Lugavere has since become a successful author following the experiences shown in the documentary, which was filmed in the mid-2010s. His books include the 2018 bestseller Genius Foods: Become Smarter, Happier, and More Productive While Protecting Your Brain for Life and the cookbook Genius Kitchen: Over 100 Easy and Delicious Recipes to Make Your Brain Sharp, Body Strong, and Taste Buds Happy, which were informed by what he learned about the connection between diet and dementia during that time. Knowing that his mother’s disease and his experience with her propelled his career in a new direction makes Little Empty Boxes appear to be in service to and background material for his ongoing professional cause. That doesn’t mean it’s any less effective as a whole, though it does complicate its purpose as a work of character-driven documentary storytelling with an underlying issue and message component.
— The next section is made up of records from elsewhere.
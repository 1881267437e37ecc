//! The validation agent: decides whether an explanation contains claims
//! that need verification, checks them against authority sources, and
//! enhances the explanation with citations.

use async_trait::async_trait;
use regex::Regex;
use serde_json::{Value, json};
use std::sync::{Arc, LazyLock};
use tracing::warn;

use mentor_config::schema::ValidationConfig;
use mentor_core::{ActionSpec, Observation, Result, SourceRef, ValidationOutcome};

use crate::context::{ActionContext, arg_str};
use crate::cycle::run_cycle;
use crate::extract::extract_optional;
use crate::registry::{ActionHandler, ActionRegistry};

const VALIDATE_SYSTEM: &str = "You are a content validation assistant. \
Use check_needs_verification first; when verification is needed, gather sources with \
query_authority_sources, judge the content with validate_content, and finish by calling \
enhance_explanation. Then summarize the verdict.";

/// Patterns that flag factual claims: percentages, currency amounts,
/// years, ISO dates, legal-clause references.
static CLAIM_PATTERNS: LazyLock<Vec<Regex>> = LazyLock::new(|| {
    [
        r"\d+(?:\.\d+)?%",
        r"\$\d+(?:,\d{3})*(?:\.\d+)?",
        r"\b(?:19|20)\d{2}\b",
        r"\d{4}-\d{2}-\d{2}",
        r"(?i)\b(?:section|article|clause|paragraph)\s+\d+\b",
    ]
    .iter()
    .map(|p| Regex::new(p).expect("claim pattern"))
    .collect()
});

/// Outcome of the deterministic needs-verification scan.
#[derive(Debug, Clone, Default)]
pub struct VerificationCheck {
    pub needs_verification: bool,
    pub items: Vec<String>,
    pub reason: String,
}

/// Deterministic scan for claims that warrant verification.
///
/// Short-circuit: an explanation whose opening segment reads as a pure
/// conceptual explanation is exempt when at most `conceptual_max_items`
/// items were flagged.
pub fn check_needs_verification(explanation: &str, policy: &ValidationConfig) -> VerificationCheck {
    let mut items: Vec<String> = Vec::new();

    for pattern in CLAIM_PATTERNS.iter() {
        for m in pattern.find_iter(explanation) {
            items.push(m.as_str().to_string());
        }
    }
    let lower = explanation.to_lowercase();
    for keyword in &policy.trigger_keywords {
        if lower.contains(keyword.as_str()) {
            items.push(keyword.clone());
        }
    }
    items.sort();
    items.dedup();

    let opening: String = lower.chars().take(80).collect();
    let conceptual = policy
        .conceptual_openers
        .iter()
        .any(|opener| opening.contains(opener.as_str()));

    if conceptual && items.len() <= policy.conceptual_max_items {
        return VerificationCheck {
            needs_verification: false,
            items,
            reason: "pure conceptual explanation, no verification needed".into(),
        };
    }

    let needs_verification = !items.is_empty();
    VerificationCheck {
        reason: if needs_verification {
            format!("found {} item(s) needing verification", items.len())
        } else {
            "no factual claims detected".into()
        },
        needs_verification,
        items,
    }
}

/// Append a citation block tiered by the verdict's confidence.
pub fn enhance_with_citations(
    explanation: &str,
    sources: &[SourceRef],
    confidence_score: f64,
) -> String {
    if sources.is_empty() {
        return explanation.to_string();
    }

    let mut enhanced = explanation.to_string();
    enhanced.push_str("\n\nSources:\n");
    for (i, source) in sources.iter().take(3).enumerate() {
        enhanced.push_str(&format!("{}. {} ({})\n", i + 1, source.title, source.url));
    }

    if confidence_score >= 0.8 {
        enhanced.push_str(&format!(
            "Verified (confidence {:.0}%).",
            confidence_score * 100.0
        ));
    } else if confidence_score >= 0.6 {
        enhanced.push_str(&format!(
            "Partially verified (confidence {:.0}%); consult the sources for authoritative detail.",
            confidence_score * 100.0
        ));
    } else {
        enhanced.push_str(&format!(
            "Not sufficiently verified (confidence {:.0}%); treat the sources as authoritative.",
            confidence_score * 100.0
        ));
    }
    enhanced
}

// ── Action handlers ────────────────────────────────────────────

struct CheckNeedsVerificationAction;

#[async_trait]
impl ActionHandler for CheckNeedsVerificationAction {
    fn spec(&self) -> ActionSpec {
        ActionSpec {
            name: "check_needs_verification".into(),
            description: "Scan an explanation for factual claims (percentages, amounts, dates, \
                          legal references) that warrant verification."
                .into(),
            parameters: json!({
                "type": "object",
                "properties": {
                    "explanation": { "type": "string" }
                },
                "required": ["explanation"]
            }),
        }
    }

    async fn invoke(&self, args: &Value, ctx: &ActionContext) -> Result<Observation> {
        let check = check_needs_verification(arg_str(args, "explanation"), &ctx.config.validation);
        Ok(Observation::VerificationCheck {
            needs_verification: check.needs_verification,
            items: check.items,
            reason: check.reason,
        })
    }
}

struct QueryAuthoritySourcesAction;

#[async_trait]
impl ActionHandler for QueryAuthoritySourcesAction {
    fn spec(&self) -> ActionSpec {
        ActionSpec {
            name: "query_authority_sources".into(),
            description: "Fetch trusted sources for the given domain tags.".into(),
            parameters: json!({
                "type": "object",
                "properties": {
                    "domain_tags": { "type": "array", "items": { "type": "string" } }
                }
            }),
        }
    }

    async fn invoke(&self, args: &Value, ctx: &ActionContext) -> Result<Observation> {
        let tags = crate::context::arg_str_vec(args, "domain_tags");
        Ok(Observation::AuthoritySources {
            sources: ctx
                .store
                .authority_sources(&tags, ctx.config.validation.min_trust_score)?,
        })
    }
}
Regardless of its agenda — and there’s nothing wrong with a documentary having one — Little Empty Boxes gets its message across in a less direct manner than a lot of films, and that’s a good thing. It’s not so understated as to enter subliminal propaganda territory, and it’s not so overbearing that it makes the surrounding story seem trivial in relation to the big picture, which is how different parts of docs like Food, Inc. 2 wind up compared to the issues they illustrate. There is never any indication that Lugavere is exploiting his mother’s story for the sake of the cause, and not just because she surely inspired the cause in the first place. The film treats Kathy with great respect, dignity, and love even while Lugavere is hardly depicted as a particularly tender or emotional person through his own lens. Even if you don’t come away changing your diet as a result of watching the documentary, you’re affected by her, and if you do come away feeling informed or changed, it will be because of that.
Little Empty Boxes opens in New York City on April 19 and then in Los Angeles on April 26.